> [Stored items]:
══════════

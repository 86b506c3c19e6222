//! Randomized pauses between entries and between sections.

use rand::Rng;
use std::time::Duration;

/// Longest pause any configured delay is allowed to produce.
pub const MAX_PAUSE: Duration = Duration::from_secs(24 * 60 * 60);

/// Seconds to a `Duration`: negative or non-finite becomes 0, anything past
/// `MAX_PAUSE` (including values `Duration` cannot hold) becomes `MAX_PAUSE`.
pub fn clamped_secs(secs: f64) -> Duration {
    if !(secs.is_finite() && secs > 0.0) {
        return Duration::ZERO;
    }
    Duration::try_from_secs_f64(secs).map_or(MAX_PAUSE, |d| d.min(MAX_PAUSE))
}

/// Closed range a pause is drawn from uniformly.
#[derive(Debug, Clone, Copy, PartialEq, Eq)]
pub struct DelayRange {
    pub min: Duration,
    pub max: Duration,
}

impl DelayRange {
    /// Bounds are cleaned with [`clamped_secs`]; swapped bounds are reordered.
    pub fn from_secs(min: f64, max: f64) -> Self {
        let (a, b) = (clamped_secs(min), clamped_secs(max));
        Self {
            min: a.min(b),
            max: a.max(b),
        }
    }

    pub fn zero() -> Self {
        Self {
            min: Duration::ZERO,
            max: Duration::ZERO,
        }
    }

    pub fn is_zero(&self) -> bool {
        self.max.is_zero()
    }

    pub fn sample_with<G: Rng + ?Sized>(&self, rng: &mut G) -> Duration {
        if self.min >= self.max {
            return self.min;
        }
        let span = (self.max - self.min).as_millis() as u64;
        self.min + Duration::from_millis(rng.gen_range(0..=span))
    }

    pub fn sample(&self) -> Duration {
        self.sample_with(&mut rand::thread_rng())
    }

    /// Sleep for a sampled duration; returns how long.
    pub fn pause(&self) -> Duration {
        let d = self.sample();
        if !d.is_zero() {
            std::thread::sleep(d);
        }
        d
    }
}

#[cfg(test)]
mod tests {
    use super::*;

    #[test]
    fn samples_stay_in_range() {
        let range = DelayRange::from_secs(0.5, 1.5);
        let mut rng = rand::thread_rng();
        for _ in 0..200 {
            let d = range.sample_with(&mut rng);
            assert!(d >= Duration::from_millis(500) && d <= Duration::from_millis(1500), "{d:?}");
        }
    }

    #[test]
    fn bad_bounds_are_cleaned() {
        let r = DelayRange::from_secs(2.0, 1.0);
        assert_eq!(r.min, Duration::from_secs(1));
        assert_eq!(r.max, Duration::from_secs(2));
        let r = DelayRange::from_secs(-1.0, f64::NAN);
        assert!(r.is_zero());
        assert_eq!(r.pause(), Duration::ZERO);
    }

    #[test]
    fn huge_bounds_are_capped() {
        let r = DelayRange::from_secs(1e300, f64::MAX);
        assert_eq!(r.min, MAX_PAUSE);
        assert_eq!(r.max, MAX_PAUSE);
        assert_eq!(clamped_secs(90_000.0), MAX_PAUSE);
        assert_eq!(clamped_secs(2.5), Duration::from_millis(2500));
    }
}
//! Failure taxonomy surfaced to the batch runner.

use std::fmt;

/// Where a failed entry's error came from; drives the runner's transition choice.
#[derive(Debug, Clone, Copy, PartialEq, Eq)]
pub enum FailureClass {
    /// The resolver found nothing. Not an error: use a placeholder.
    ResolutionEmpty,
    /// Timeout, connection reset, 5xx. Retried, then placeholder.
    TransientNetwork,
    /// 4xx other than 416. Not retried, straight to placeholder.
    PermanentRemote,
    /// Server ignored or rejected the range request; full re-fetch.
    RangeUnsupported,
    /// Destination could not be written. The entry fails; the batch continues.
    LocalIo,
}

impl FailureClass {
    /// Whether the runner may substitute a placeholder for this failure.
    pub fn is_remote(self) -> bool {
        !matches!(self, FailureClass::LocalIo)
    }
}

impl fmt::Display for FailureClass {
    fn fmt(&self, f: &mut fmt::Formatter<'_>) -> fmt::Result {
        let s = match self {
            FailureClass::ResolutionEmpty => "resolution-empty",
            FailureClass::TransientNetwork => "transient-network",
            FailureClass::PermanentRemote => "permanent-remote",
            FailureClass::RangeUnsupported => "range-unsupported",
            FailureClass::LocalIo => "local-io",
        };
        f.write_str(s)
    }
}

══════════

What lines above contain "ResolutionEmpty"? Copy them out.

    ResolutionEmpty,
            FailureClass::ResolutionEmpty => "resolution-empty",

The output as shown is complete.